McIntyre, who organizes the Latte meetings, asked the priest to speak about the sacrament of reconciliation. He dove right in.
“Confession is not something to be feared, but something to be grateful for; it’s God’s Easter gift to us,” said Father Jay Scott Newman, pastor of St. Mary. “The most urgent thing on Jesus’ mind when he came back from the grave was to give his apostles a share in his ministry.”
He quoted from the 20th chapter of John’s Gospel, when Jesus said to the 11: “As the Father sent me, so I send you.”
And he spoke about God using humans, the beings created in his image and likeness, as the instruments through which good things happen.
“One of the great truths of the Christian faith is that the grace of redemption is given by God through human mediators,” Father Newman said. “It’s the foundation of the entire sacramental economy.”
His hour-long talk was heavy in theology and Scripture, but the participants hung on his every word.

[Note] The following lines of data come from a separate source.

//! Entity history: consolidated records, the transition engine and the store

pub mod engine;
pub mod record;
pub mod store;

pub use engine::{apply_observation, dedupe_last_wins, ObservationEffect};
pub use record::EntityRecord;
pub use store::{BatchOutcome, HistoryStore, PriorHistory};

At the end, they peppered him with questions about such things as temporal versus eternal punishment, culpability, even purgatory. The DOC members sat at tables, lounged on the floor and leaned against poles, but they all got into the lesson. The priest was impressed.
“(Their faith) is a very powerful thing,” he said. “This is a blessing for the whole congregation.”
The next Theology a’ Latte is scheduled for the second Thursday in April in the same coffee house. The DOC will engage in a game of Catholic Trivia.